JIMMY BUBBLES. Muchos dicen que La Borgoña es “the end of the road“. No puedo dejar de imaginarme esas palabras con la música de fondo del exitazo noventero de Boys II Men. Todo tan dramático y a la vez cubierto de esa felicidad de, “sí, ya hemos llegado”.

Para mí no es el final del camino, veremos cómo me levanto mañana, o quizás deberíamos definir exactamente que significa esa expresión. Pero en cualquier caso está claro que estamos hablando de una de las zonas con más magia y autenticidad del mundillo vinícola.

Como ya sabéis estamos hablando de variedades como la chardonnay y la pinot noir (con algunos buenos productores trabajando muy bien la aligote). Aunque algunas otras variedades están admitidas no suele ser común su incorporación en los vinos.

Fue el fenómeno de la película “Entre Copas” (o Sideways, como me gusta decir cuando me pongo hispter) la que les hizo a muchos levantarse por la mañana sedientos de pinot noir, de su delicadez y capacidad de atrapar el terruño. De esa chardonnay capaz de dar de si lo mejor en estas tierras medievales…

Muchos han intentado llevar ese estilo o interpretaciones a otros lugares con mayor o menor fortuna. Desde España hasta Nueva Zelanda. Pero para mí es evidente que la máxima pureza viene de la Borgoña. Y sobre todo en el caso de la pinot noir, donde dar con el punto justo de maduración que deje ir expresando el terruño con las menores interferencias posibles, resulta en muchas ocasiones bastante complicado.

Si soy sincero aun espero la cata a ciegas donde me cuelen un As Covas, o algún pinot galego, y mi cabeza se vaya directa a Francia. Curioso que en este caso no nos quejemos de variedades no autóctonas, pero una buena pinot es tan grande que, ¿acaso importa?. Ahí dejo la reflexión.

En el caso de la chardonnay tres cuartas parte de lo mismo, a pesar de que últimamente he probado algunos ejemplos de otros lares superlativos, es muy difícil llegar a tener ese equilibrio entre una acidez mineral y vertebradora, junto a esa capacidad de “chupar” madera y reducirse con la elegancia
que lo hace esta señora.

Nadie dijo que fuera fácil
Mapa de Borgoña
Mapa de Borgoña

No hay más que echar a un vistazo a los múltiples mapas que circulan por  ahí para ver la cantidad de apelaciones que tenemos dentro de esta región. Y ahí está la gracia del asunto. Cada pueblo, y cada parcela de este, da vinos que se distinguen perfectamente (o así debería de ser) del viñedo que se encuentra a unos pocos metros.
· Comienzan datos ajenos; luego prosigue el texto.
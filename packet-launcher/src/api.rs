//! Device resource types.
//!
//! A [`Device`] pairs the user-declared [`DeviceSpec`] with the last
//! observed [`DeviceStatus`] of the machine on Packet.

use std::collections::BTreeMap;
use std::fmt;

use chrono::{DateTime, Utc};
use serde::{Deserialize, Serialize};

/// Billing cycle applied when the spec leaves it unset.
pub const DEFAULT_BILLING_CYCLE: &str = "hourly";

/// Identity of a tracked object (namespace + name).
#[derive(Debug, Clone, PartialEq, Eq, Hash, PartialOrd, Ord, Serialize, Deserialize)]
pub struct ObjectKey {
    pub namespace: String,
    pub name: String,
}

impl ObjectKey {
    pub fn new(namespace: impl Into<String>, name: impl Into<String>) -> Self {
        Self {
            namespace: namespace.into(),
            name: name.into(),
        }
    }
}

impl fmt::Display for ObjectKey {
    fn fmt(&self, f: &mut fmt::Formatter<'_>) -> fmt::Result {
        write!(f, "{}/{}", self.namespace, self.name)
    }
}

/// Object metadata maintained by the registry.
#[derive(Debug, Clone, Default, PartialEq, Eq, Serialize, Deserialize)]
#[serde(rename_all = "camelCase")]
pub struct ObjectMeta {
    pub namespace: String,
    pub name: String,
    #[serde(default)]
    pub uid: String,
    /// Optimistic concurrency token, bumped by the registry on every write.
    #[serde(default)]
    pub resource_version: u64,
    #[serde(default, skip_serializing_if = "Option::is_none")]
    pub deletion_timestamp: Option<DateTime<Utc>>,
    #[serde(default, skip_serializing_if = "Vec::is_empty")]
    pub finalizers: Vec<String>,
}

impl ObjectMeta {
    pub fn key(&self) -> ObjectKey {
        ObjectKey::new(self.namespace.clone(), self.name.clone())
    }
}

/// Desired state of a device.
#[derive(Debug, Clone, Default, PartialEq, Eq, Serialize, Deserialize)]
#[serde(rename_all = "camelCase")]
pub struct DeviceSpec {
    #[serde(rename = "projectID")]
    pub project_id: String,
    pub facility: String,
    pub plan: String,
    pub hostname: String,
    pub os: String,
    #[serde(default, alias = "billing_cicle", skip_serializing_if = "Option::is_none")]
    pub billing_cycle: Option<String>,
    #[serde(default, skip_serializing_if = "Option::is_none")]
    pub user_data: Option<String>,
}

impl DeviceSpec {
    /// Returns a copy with unset optional fields filled in.
    pub fn with_defaults(&self) -> Self {
        let mut spec = self.clone();
        if spec.billing_cycle.as_deref().map_or(true, str::is_empty) {
            spec.billing_cycle = Some(DEFAULT_BILLING_CYCLE.to_string());
        }
        spec
    }
}

/// Lifecycle state reported by Packet.
#[derive(Debug, Clone, Copy, Default, PartialEq, Eq, Hash, Serialize, Deserialize)]
#[serde(rename_all = "lowercase")]
pub enum DeviceState {
    Active,
    Inactive,
    Queued,
    Provisioning,
    #[default]
    #[serde(rename = "")]
    Unknown,
}

impl DeviceState {
    /// Maps a provider state string. Anything unrecognized is `Unknown`.
    pub fn from_provider(state: &str) -> Self {
        match state {
            "active" => Self::Active,
            "inactive" => Self::Inactive,
            "queued" => Self::Queued,
            "provisioning" => Self::Provisioning,
            _ => Self::Unknown,
        }
    }

    pub fn as_str(&self) -> &'static str {
        match self {
            Self::Active => "active",
            Self::Inactive => "inactive",
            Self::Queued => "queued",
            Self::Provisioning => "provisioning",
            Self::Unknown => "",
        }
    }
}

impl fmt::Display for DeviceState {
    fn fmt(&self, f: &mut fmt::Formatter<'_>) -> fmt::Result {
        match self {
            Self::Unknown => f.write_str("unknown"),
            other => f.write_str(other.as_str()),
        }
    }
}

/// Address assigned to a device.
#[derive(Debug, Clone, Default, PartialEq, Eq, Serialize, Deserialize)]
#[serde(rename_all = "camelCase")]
pub struct IpAddress {
    pub id: String,
    pub address: String,
    pub gateway: String,
    pub network: String,
    pub address_family: i32,
    pub netmask: String,
    pub public: bool,
}

/// Observed state of a device.
#[derive(Debug, Clone, Default, PartialEq, Eq, Serialize, Deserialize)]
#[serde(rename_all = "camelCase")]
pub struct DeviceStatus {
    pub ready: bool,
    /// Packet device ID, empty until the device has been created.
    #[serde(default)]
    pub id: String,
    #[serde(default)]
    pub state: DeviceState,
    #[serde(default, skip_serializing_if = "Vec::is_empty")]
    pub ip_addresses: Vec<IpAddress>,
}

impl DeviceStatus {
    pub fn is_provisioned(&self) -> bool {
        !self.id.is_empty()
    }
}

/// A device tracked by the registry.
#[derive(Debug, Clone, Default, PartialEq, Eq, Serialize, Deserialize)]
pub struct Device {
    pub metadata: ObjectMeta,
    pub spec: DeviceSpec,
    #[serde(default)]
    pub status: DeviceStatus,
}

impl Device {
    pub fn new(namespace: &str, name: &str, spec: DeviceSpec) -> Self {
        Self {
            metadata: ObjectMeta {
                namespace: namespace.to_string(),
                name: name.to_string(),
                ..Default::default()
            },
            spec,
            status: DeviceStatus::default(),
        }
    }

    pub fn key(&self) -> ObjectKey {
        self.metadata.key()
    }
}

/// Credential record stored next to the devices it serves.
#[derive(Debug, Clone, Default, PartialEq, Eq, Serialize, Deserialize)]
pub struct Secret {
    pub namespace: String,
    pub name: String,
    #[serde(default)]
    pub data: BTreeMap<String, String>,
}

impl Secret {
    pub fn new(namespace: &str, name: &str) -> Self {
        Self {
            namespace: namespace.to_string(),
            name: name.to_string(),
            data: BTreeMap::new(),
        }
    }

    pub fn with_entry(mut self, key: &str, value: &str) -> Self {
        self.data.insert(key.to_string(), value.to_string());
        self
    }
}

#[cfg(test)]
mod tests {
    use super::*;

    #[test]
    fn test_state_mapping_is_total() {
        assert_eq!(DeviceState::from_provider("active"), DeviceState::Active);
        assert_eq!(DeviceState::from_provider("inactive"), DeviceState::Inactive);
        assert_eq!(DeviceState::from_provider("queued"), DeviceState::Queued);
        assert_eq!(
            DeviceState::from_provider("provisioning"),
            DeviceState::Provisioning
        );
        assert_eq!(DeviceState::from_provider(""), DeviceState::Unknown);
        for s in ["ACTIVE", "failed", "deprovisioning", " active", "\u{1F4A5}"] {
            assert_eq!(DeviceState::from_provider(s), DeviceState::Unknown);
        }
    }

    #[test]
    fn test_spec_defaults_billing_cycle() {
        let spec = DeviceSpec {
            project_id: "p1".to_string(),
            facility: "ams1".to_string(),
            plan: "small".to_string(),
            hostname: "h1".to_string(),
            os: "ubuntu20".to_string(),
            billing_cycle: None,
            user_data: None,
        };
        assert_eq!(
            spec.with_defaults().billing_cycle.as_deref(),
            Some(DEFAULT_BILLING_CYCLE)
        );

        let mut monthly = spec.clone();
        monthly.billing_cycle = Some("monthly".to_string());
        assert_eq!(
            monthly.with_defaults().billing_cycle.as_deref(),
            Some("monthly")
        );
    }

    #[test]
    fn test_spec_json_field_names() {
        let spec: DeviceSpec = serde_json::from_str(
            r##"{
                "projectID": "p1", "facility": "ams1", "plan": "small", "hostname": "h1",
                "os": "ubuntu20", "billing_cicle": "daily", "userData": "#!/bin/sh"
            }"##,
        )
        .unwrap();
        assert_eq!(spec.project_id, "p1");
        assert_eq!(spec.billing_cycle.as_deref(), Some("daily"));
        assert_eq!(spec.user_data.as_deref(), Some("#!/bin/sh"));

        let value = serde_json::to_value(&spec).unwrap();
        assert_eq!(value["billingCycle"], "daily");
    }

    #[test]
    fn test_status_serializes_unknown_state_as_empty() {
        let status = DeviceStatus::default();
        let value = serde_json::to_value(&status).unwrap();
        assert_eq!(value["state"], "");
        assert_eq!(value["ready"], false);
        assert!(value.get("ipAddresses").is_none());
    }
}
Esto nos lleva a un puzzle minifundista difícil de encajar, aprender o memorizar. Sin embargo, en contraposición, me pone muy cachondo el hecho de que tan solo leyendo una etiqueta podamos hacernos a la idea de lo que hay dentro. Obviamente hablo en el caso de los premier o grand cru donde el nombre del viñedo viene reflejado en el vino. Esto, que se dice pronto, requiere lógicamente de una sapiencia de lo que se tiene entre manos (estoy pensando que me fliparía un trivial de vinos, igual hasta existe), cosa que no deja de ser una pajilla mental pero que mola mucho.

Si conoces el estilo de los vinos del pueblo en cuestión, el de la parcela, y añadimos en la ecuación la añada y el estilo del productor podemos llegar a imaginar el vino en la cabeza. Igual estoy zumbado pero si reflejan la más pequeña atomización de un vino en una etiqueta, es decir, el pago de donde proviene, es para que sepamos evaluar y dar sentido a lo que hay dentro. Digo yo.
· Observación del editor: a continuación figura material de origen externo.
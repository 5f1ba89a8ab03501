//! Change notifications emitted by the registry.

use crate::api::{Device, ObjectKey};

/// Emitted after a write has been applied.
#[derive(Debug, Clone)]
pub enum RegistryEvent {
    /// A device was added.
    DeviceAdded(Device),
    /// A device was modified (spec, status, metadata or deletion request).
    DeviceModified { old: Device, new: Device },
    /// A device was physically removed.
    DeviceRemoved(ObjectKey),
}

impl RegistryEvent {
    /// Key of the object this event refers to.
    pub fn key(&self) -> ObjectKey {
        match self {
            Self::DeviceAdded(d) => d.key(),
            Self::DeviceModified { new, .. } => new.key(),
            Self::DeviceRemoved(key) => key.clone(),
        }
    }
}
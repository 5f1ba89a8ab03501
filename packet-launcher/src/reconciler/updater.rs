//! Copy-on-write updates of a fetched device.
//!
//! The fetched device is never mutated. Changes are applied to a copy and
//! written back only when the copy differs from the original by value.

use tracing::debug;

use crate::api::{Device, DeviceStatus};
use crate::finalizer;
use crate::registry::{Registry, Result};

pub struct ObjectUpdater<'a> {
    registry: &'a dyn Registry,
    old: &'a Device,
    new: Device,
}

impl<'a> ObjectUpdater<'a> {
    pub fn new(registry: &'a dyn Registry, old: &'a Device) -> Self {
        Self {
            registry,
            old,
            new: old.clone(),
        }
    }

    pub fn add_finalizer(mut self) -> Self {
        finalizer::add_finalizer(&mut self.new);
        self
    }

    pub fn remove_finalizer(mut self) -> Self {
        finalizer::remove_finalizer(&mut self.new);
        self
    }

    pub fn set_status(mut self, status: DeviceStatus) -> Self {
        self.new.status = status;
        self
    }

    pub fn is_changed(&self) -> bool {
        self.new != *self.old
    }

    /// Writes the copy if it changed and returns the current device.
    pub async fn update(self) -> Result<Device> {
        if !self.is_changed() {
            return Ok(self.new);
        }
        debug!("Persisting changes to device {}", self.old.key());
        self.registry.update_device(self.new).await
    }
}
//! Update decision policy.

use crate::api::{DeviceSpec, DeviceStatus};

/// Decides whether an existing device needs a mutating update call.
pub trait UpdatePolicy: Send + Sync {
    fn should_update(&self, spec: &DeviceSpec, status: &DeviceStatus) -> bool;
}

/// Never updates a provisioned device.
///
/// The observed status carries none of the spec fields, so there is nothing
/// to diff against. Spec changes after creation are not applied.
#[derive(Debug, Clone, Copy, Default)]
pub struct NeverUpdate;

impl UpdatePolicy for NeverUpdate {
    fn should_update(&self, _spec: &DeviceSpec, _status: &DeviceStatus) -> bool {
        false
    }
}
//! Finalizer handling.
//!
//! The finalizer holds deletion of a tracked object open until the Packet
//! device behind it has been removed. All helpers work on an in-memory copy;
//! persisting the result is up to the caller.

use chrono::{DateTime, Utc};

use crate::api::Device;

/// Finalizer owned by this controller.
pub const FINALIZER_NAME: &str = "finalizer.kkohtaka.org";

/// Metadata access needed by the finalizer helpers.
pub trait Finalizable {
    fn deletion_timestamp(&self) -> Option<&DateTime<Utc>>;
    fn finalizers(&self) -> &[String];
    fn finalizers_mut(&mut self) -> &mut Vec<String>;
}

impl Finalizable for Device {
    fn deletion_timestamp(&self) -> Option<&DateTime<Utc>> {
        self.metadata.deletion_timestamp.as_ref()
    }

    fn finalizers(&self) -> &[String] {
        &self.metadata.finalizers
    }

    fn finalizers_mut(&mut self) -> &mut Vec<String> {
        &mut self.metadata.finalizers
    }
}

/// True once the owner has requested removal.
pub fn is_deleting<T: Finalizable>(obj: &T) -> bool {
    obj.deletion_timestamp().is_some()
}

pub fn has_finalizer<T: Finalizable>(obj: &T) -> bool {
    obj.finalizers().iter().any(|f| f == FINALIZER_NAME)
}

/// Appends the finalizer unless it is already present.
pub fn add_finalizer<T: Finalizable>(obj: &mut T) {
    if !has_finalizer(obj) {
        obj.finalizers_mut().push(FINALIZER_NAME.to_string());
    }
}

/// Removes the first matching finalizer, keeping the order of the rest.
pub fn remove_finalizer<T: Finalizable>(obj: &mut T) {
    let finalizers = obj.finalizers_mut();
    if let Some(pos) = finalizers.iter().position(|f| f == FINALIZER_NAME) {
        finalizers.remove(pos);
    }
}

#[cfg(test)]
mod tests {
    use super::*;
    use crate::api::DeviceSpec;

    fn device(finalizers: &[&str]) -> Device {
        let mut d = Device::new("default", "dev-1", DeviceSpec::default());
        d.metadata.finalizers = finalizers.iter().map(|f| f.to_string()).collect();
        d
    }

    #[test]
    fn test_is_deleting() {
        let mut d = device(&[]);
        assert!(!is_deleting(&d));
        d.metadata.deletion_timestamp = Some(Utc::now());
        assert!(is_deleting(&d));
    }

    #[test]
    fn test_add_finalizer_is_idempotent() {
        let mut d = device(&["other"]);
        add_finalizer(&mut d);
        add_finalizer(&mut d);
        assert_eq!(d.metadata.finalizers, vec!["other", FINALIZER_NAME]);
        assert!(has_finalizer(&d));
    }

    #[test]
    fn test_remove_finalizer_preserves_order() {
        let mut d = device(&["a", FINALIZER_NAME, "b"]);
        remove_finalizer(&mut d);
        assert_eq!(d.metadata.finalizers, vec!["a", "b"]);
        assert!(!has_finalizer(&d));
    }

    #[test]
    fn test_remove_finalizer_absent_is_noop() {
        let mut d = device(&["a", "b"]);
        remove_finalizer(&mut d);
        assert_eq!(d.metadata.finalizers, vec!["a", "b"]);
    }
}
Por sus genéricos los conoceréis.
Chevalier Montrachet
Chevalier Montrachet

Tal es el grado de minifundio que en muchas ocasiones el pago está dividido entre varios productores que lo comparten en cantidades ridículas. Recomiendo pillar un buen libro o matarse con internet para llegar a este nivel de detalle. Yo, personalmente, soy incapaz de tener toda esa información almacenada en la almendra. Pero es aquí cuando topamos con la interpretación del ser humano, la cual es fundamental y en demasiadas ocasiones hace ceder al terruño en favor del elaborador.
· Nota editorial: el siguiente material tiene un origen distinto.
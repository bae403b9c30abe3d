//! Forwardable port discovery.
//!
//! A [`ContainerPortSpecs`] is derived only from what a container declares;
//! nothing here invents ports or looks at runtime state. The running-state
//! guard lives with the workload accessors in [`crate::workload`].

use std::fmt;

use k8s_openapi::api::core::v1::{Container, ContainerPort};
use serde::Serialize;

/// Port-forwarding only carries TCP.
const TCP: &str = "TCP";

/// One forwardable port of a container.
#[derive(Debug, Clone, PartialEq, Eq, Serialize)]
pub struct PortSpec {
    pub container: String,
    pub name: Option<String>,
    pub protocol: String,
    pub port: u16,
}

impl PortSpec {
    pub fn new(container: &str, name: Option<&str>, port: u16) -> Self {
        Self {
            container: container.to_string(),
            name: name.map(ToString::to_string),
            protocol: TCP.to_string(),
            port,
        }
    }

    /// Label used to disambiguate the port in the remote-port field: the
    /// port name when declared, otherwise the owning container.
    pub fn label(&self) -> &str {
        self.name.as_deref().unwrap_or(&self.container)
    }
}

impl fmt::Display for PortSpec {
    fn fmt(&self, f: &mut fmt::Formatter<'_>) -> fmt::Result {
        match &self.name {
            Some(name) => write!(
                f,
                "{}::{}:{}/{}",
                self.container, name, self.port, self.protocol
            ),
            None => write!(f, "{}::{}/{}", self.container, self.port, self.protocol),
        }
    }
}

/// Ordered forwardable ports of one container, in declaration order.
#[derive(Debug, Clone, Default, PartialEq, Eq, Serialize)]
#[serde(transparent)]
pub struct ContainerPortSpecs(Vec<PortSpec>);

impl ContainerPortSpecs {
    pub fn new(specs: Vec<PortSpec>) -> Self {
        Self(specs)
    }

    /// Convert declared container ports, keeping valid TCP ports only.
    pub fn from_container_ports(container: &str, ports: &[ContainerPort]) -> Self {
        let specs = ports
            .iter()
            .filter(|p| p.protocol.as_deref().unwrap_or(TCP).eq_ignore_ascii_case(TCP))
            .filter_map(|p| {
                let port = u16::try_from(p.container_port).ok().filter(|n| *n > 0)?;
                Some(PortSpec::new(container, p.name.as_deref(), port))
            })
            .collect();
        Self(specs)
    }

    pub fn len(&self) -> usize {
        self.0.len()
    }

    pub fn is_empty(&self) -> bool {
        self.0.is_empty()
    }

    pub fn first(&self) -> Option<&PortSpec> {
        self.0.first()
    }

    pub fn iter(&self) -> std::slice::Iter<'_, PortSpec> {
        self.0.iter()
    }

    /// Container the specs belong to (all specs share one).
    pub fn container(&self) -> Option<&str> {
        self.0.first().map(|s| s.container.as_str())
    }

    pub fn find_by_name(&self, name: &str) -> Option<&PortSpec> {
        self.0.iter().find(|s| s.name.as_deref() == Some(name))
    }

    pub fn find_by_port(&self, port: u16) -> Option<&PortSpec> {
        self.0.iter().find(|s| s.port == port)
    }

    /// Name match first, then numeric match.
    pub fn lookup(&self, name_or_number: &str) -> Option<&PortSpec> {
        self.find_by_name(name_or_number).or_else(|| {
            name_or_number
                .parse::<u16>()
                .ok()
                .and_then(|n| self.find_by_port(n))
        })
    }
}

impl<'a> IntoIterator for &'a ContainerPortSpecs {
    type Item = &'a PortSpec;
    type IntoIter = std::slice::Iter<'a, PortSpec>;

    fn into_iter(self) -> Self::IntoIter {
        self.0.iter()
    }
}

impl fmt::Display for ContainerPortSpecs {
    fn fmt(&self, f: &mut fmt::Formatter<'_>) -> fmt::Result {
        for spec in &self.0 {
            writeln!(f, "  {spec}")?;
        }
        Ok(())
    }
}

/// Forwardable ports of `container` among the supplied containers.
///
/// An unknown container is a lookup miss: the result is empty and callers
/// treat it as "nothing forwardable".
pub fn resolve(container: &str, containers: &[Container]) -> ContainerPortSpecs {
    containers
        .iter()
        .find(|c| c.name == container)
        .map(|c| ContainerPortSpecs::from_container_ports(container, c.ports.as_deref().unwrap_or_default()))
        .unwrap_or_default()
}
¿Y entonces como hacemos?. No hay mejor prueba que tirar de esos genéricos (donde no se indica ni pueblo ni parcela, simplemente vino de Borgoña) para saber cual es el estilo que perpetra el vigneron. Además de ser la manera más barata de poder beber algo que nos mate el ansia borgoñona.

¿Se nos caen los mitos?. 

Ahora bien, donde digo una cosa digo la otra. Por muy franceses, revolucionarios y rurales que sean, los precios que se manejan son muy golosos como para no querer sacar tajada. Así se pueden encontrar ejemplos infumables y verdes donde se aprovecha todo el romanticismo de la zona para hacer caja.

Afortunadamente, y así lo pienso, las tiendas de vinos y distribuidoras están haciendo un buen trabajo de limpia y filtrado en todo lo que nos podría
llegar. El producto final suele estar bastante bien. Y puede ser una gran entrada para los aficionados con ganas de introducirse en estos vinos. Sin embargo, tendremos que reconocer, que ya no solo la zona, sino los vinos en si mismos no son los más fáciles para la gente no iniciada. ¿Pero como es esto?. ¿No hemos dicho que esto era la releche?.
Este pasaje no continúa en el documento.